Oxidative stress and iron are implicated in fragmenting vacuoles of Saccharomyces cerevisiae lacking Cu,Zn-superoxide dismutase

The absence of the antioxidant enzyme Cu,Zn-superoxide dismutase (SOD1) is shown here to cause vacuolar fragmentation in Saccharomyces cerevisiae. Wild-type yeast have 1-3 large vacuoles whereas the sod1Δ yeast have as many as 50 smaller vacuoles. Evidence that this fragmentation is oxygen-mediated includes the findings that aerobically (but not anaerobically) grown sod1Δ yeast exhibit aberrant vacuoles and genetic suppressors of other oxygen- dependent sod1 null phenotypes rescue the vacuole defect. Surprisingly, iron also is implicated in the fragmentation process as iron addition exacerbates the sod1Δ vacuole defect while iron starvation ameliorates it. Because the vacuole is reported to be a site of iron storage and iron reacts avidly with reactive oxygen species to generate toxic side products, we propose that vacuole damage in sod1Δ cells arises from an elevation of iron-mediated oxidation within the vacuole or from elevated pools of 'free' iron that may bind nonproductively to vacuolar ligands.
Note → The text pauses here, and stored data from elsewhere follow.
use anyhow::{anyhow, Context, Result};
use std::path::PathBuf;

mod server;
mod steps;

use plugforge::contexts::{
    prompt_fingerprint, BuildMode, GenerationOutcome, GenerationRequest, MavenRunner,
    OpenAiChatClient, RequestError,
};
use plugforge::data::SanitizationPolicy;
use server::ServiceState;

#[derive(Clone, Copy)]
pub struct Config {
    pub verbose: bool,
    pub dry_run: bool,
}

/// Runs the HTTP generation service.
pub async fn serve(bind: &str, out_dir: PathBuf, config: &Config) -> Result<()> {
    if config.dry_run {
        println!("[DRY RUN] Would serve the generation endpoint on {}", bind);
        return Ok(());
    }

    server::serve(
        bind,
        ServiceState {
            policy: SanitizationPolicy::default(),
            out_root: out_dir,
            verbose: config.verbose,
        },
    )
    .await
}

/// One-shot generation from the command line.
pub async fn generate(prompt_words: Vec<String>, out_dir: PathBuf, config: &Config) -> Result<()> {
    let prompt = prompt_words.join(" ").trim().to_string();
    if prompt.is_empty() {
        anyhow::bail!("Prompt must not be empty");
    }

    if config.dry_run {
        println!("[DRY RUN] Would generate plugin files for: {}", prompt);
        return Ok(());
    }

    let fingerprint = prompt_fingerprint(&prompt);
    if config.verbose {
        println!("[{}] analyzing prompt ({} chars)", fingerprint, prompt.len());
    }

    let outcome = run_generation(prompt, out_dir).await?;

    steps::print_file_tree(&outcome.files);
    for warning in &outcome.decode_warnings {
        eprintln!(
            "⚠ Could not decode binary payload of '{}': {}",
            warning.path, warning.detail
        );
    }
    for path in &outcome.stubbed_paths {
        println!("⊚ Replaced '{}' with a stub class", path);
    }
    steps::print_summary(&outcome.steps, outcome.files.len());
    println!("✓ Plugin files generated and saved successfully");

    Ok(())
}

/// The pipeline is blocking by design; keep it off the async executor.
async fn run_generation(prompt: String, out_dir: PathBuf) -> Result<GenerationOutcome> {
    let task = tokio::task::spawn_blocking(move || -> Result<_, RequestError> {
        let client = OpenAiChatClient::from_env().map_err(RequestError::Metadata)?;
        GenerationRequest::new(prompt, out_dir, SanitizationPolicy::default(), client).run()
    });

    task.await
        .context("generation task failed")?
        .map_err(|e| anyhow!("{}", e))
}

/// Verifies a generated plugin project with Maven.
pub async fn verify(dir: PathBuf, compile_only: bool, config: &Config) -> Result<()> {
    let mode = if compile_only {
        BuildMode::CompileOnly
    } else {
        BuildMode::Test
    };

    if config.dry_run {
        println!(
            "[DRY RUN] Would run: mvn clean {} -q in {}",
            mode.goal(),
            dir.display()
        );
        return Ok(());
    }

    println!(
        "Verifying plugin project with mvn clean {} -q...",
        mode.goal()
    );

    let report = MavenRunner::new(dir).run(mode).await;

    if config.verbose || !report.success {
        print!("{}", report.stdout);
        eprint!("{}", report.stderr);
    }
    if let Some(line) = &report.error_line {
        eprintln!("First error: {}", line);
    }
    if let Some(reports_dir) = &report.reports_dir {
        println!("Detailed reports: {}", reports_dir);
    }

    if report.success {
        println!("✓ Build verification passed");
        Ok(())
    } else if report.timed_out {
        anyhow::bail!(
            "Build verification timed out after {} seconds",
            mode.timeout().as_secs()
        );
    } else {
        anyhow::bail!(
            "Build verification failed (return code {})",
            report
                .return_code
                .map(|code| code.to_string())
                .unwrap_or_else(|| "none".to_string())
        );
    }
}
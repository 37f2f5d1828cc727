use std::fmt;
use std::time::Duration;

/// Errors from the model service, distinguishable so the caller can decide
/// between retrying and aborting. No automatic retry happens here.
#[derive(Debug)]
pub enum UpstreamError {
    /// Transport-level failure, including timeouts and missing credentials.
    Request(String),
    /// The service answered with a non-success HTTP status.
    Status { code: u16, detail: String },
    /// The service answered, but the payload had no usable completion.
    Payload(String),
}

impl fmt::Display for UpstreamError {
    fn fmt(&self, f: &mut fmt::Formatter) -> fmt::Result {
        match self {
            UpstreamError::Request(detail) => {
                write!(f, "model service request failed: {}", detail)
            }
            UpstreamError::Status { code, detail } => {
                write!(f, "model service returned HTTP {}: {}", code, detail)
            }
            UpstreamError::Payload(detail) => {
                write!(f, "model service response was unusable: {}", detail)
            }
        }
    }
}

impl std::error::Error for UpstreamError {}

/// Narrow seam to the model service so the extraction/validation pipeline
/// can be driven by canned responses in tests.
pub trait LlmClient {
    fn generate(&self, prompt: &str) -> Result<String, UpstreamError>;
}

/// Chat-completions client for an OpenAI-compatible endpoint.
///
/// Blocking by design: one generation request is a single sequential
/// pipeline, and callers running inside an async executor hand the whole
/// pipeline to a blocking task.
pub struct OpenAiChatClient {
    http: reqwest::blocking::Client,
    base_url: String,
    api_key: String,
    model: String,
}

impl OpenAiChatClient {
    pub const DEFAULT_MODEL: &'static str = "gpt-4o";
    pub const DEFAULT_BASE_URL: &'static str = "https://api.openai.com/v1";
    const REQUEST_TIMEOUT: Duration = Duration::from_secs(120);

    pub fn new(
        api_key: String,
        model: Option<String>,
        base_url: Option<String>,
    ) -> Result<Self, UpstreamError> {
        let http = reqwest::blocking::Client::builder()
            .timeout(Self::REQUEST_TIMEOUT)
            .build()
            .map_err(|e| UpstreamError::Request(e.to_string()))?;

        Ok(Self {
            http,
            base_url: base_url.unwrap_or_else(|| Self::DEFAULT_BASE_URL.to_string()),
            api_key,
            model: model.unwrap_or_else(|| Self::DEFAULT_MODEL.to_string()),
        })
    }

    /// Reads `OPENAI_API_KEY` (required), `PLUGFORGE_MODEL` and
    /// `OPENAI_BASE_URL` (optional) from the environment.
    pub fn from_env() -> Result<Self, UpstreamError> {
        let api_key = std::env::var("OPENAI_API_KEY")
            .map_err(|_| UpstreamError::Request("OPENAI_API_KEY is not set".to_string()))?;
        let model = std::env::var("PLUGFORGE_MODEL").ok();
        let base_url = std::env::var("OPENAI_BASE_URL").ok();
        Self::new(api_key, model, base_url)
    }

    /// Checks the environment without constructing a client, so services can
    /// fail fast at startup while still building the client per request.
    pub fn env_is_configured() -> Result<(), UpstreamError> {
        std::env::var("OPENAI_API_KEY")
            .map(|_| ())
            .map_err(|_| UpstreamError::Request("OPENAI_API_KEY is not set".to_string()))
    }
}

impl LlmClient for OpenAiChatClient {
    fn generate(&self, prompt: &str) -> Result<String, UpstreamError> {
        let body = serde_json::json!({
            "model": self.model,
            "temperature": 0.0,
            "messages": [{ "role": "user", "content": prompt }],
        });

        let response = self
            .http
            .post(format!(
                "{}/chat/completions",
                self.base_url.trim_end_matches('/')
            ))
            .bearer_auth(&self.api_key)
            .json(&body)
            .send()
            .map_err(|e| UpstreamError::Request(e.to_string()))?;

        let status = response.status();
        let text = response
            .text()
            .map_err(|e| UpstreamError::Request(e.to_string()))?;

        if !status.is_success() {
            return Err(UpstreamError::Status {
                code: status.as_u16(),
                detail: preview(&text),
            });
        }

        let value: serde_json::Value = serde_json::from_str(&text)
            .map_err(|e| UpstreamError::Payload(e.to_string()))?;

        value["choices"][0]["message"]["content"]
            .as_str()
            .map(|s| s.to_string())
            .ok_or_else(|| UpstreamError::Payload("no completion content in response".to_string()))
    }
}

/// Keeps error payloads readable in logs.
fn preview(text: &str) -> String {
    const LIMIT: usize = 500;
    if text.chars().count() > LIMIT {
        let head: String = text.chars().take(LIMIT).collect();
        format!("{}...", head)
    } else {
        text.to_string()
    }
}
Furthermore, additional pleiotropic phenotypes of sod1Δ cells (including increased sensitivity to pH, nutrient deprivation, and metals) may be secondary to vacuolar compromise. Our findings support the hypothesis that oxidative stress alters cellular iron homeostasis which in turn increases oxidative damage. Thus, our findings may have medical relevance as both oxidative stress and alterations in iron homeostasis have been implicated in diverse human disease processes. Our findings suggest that strategies to decrease intracellular iron may significantly reduce oxidatively induced cellular damage.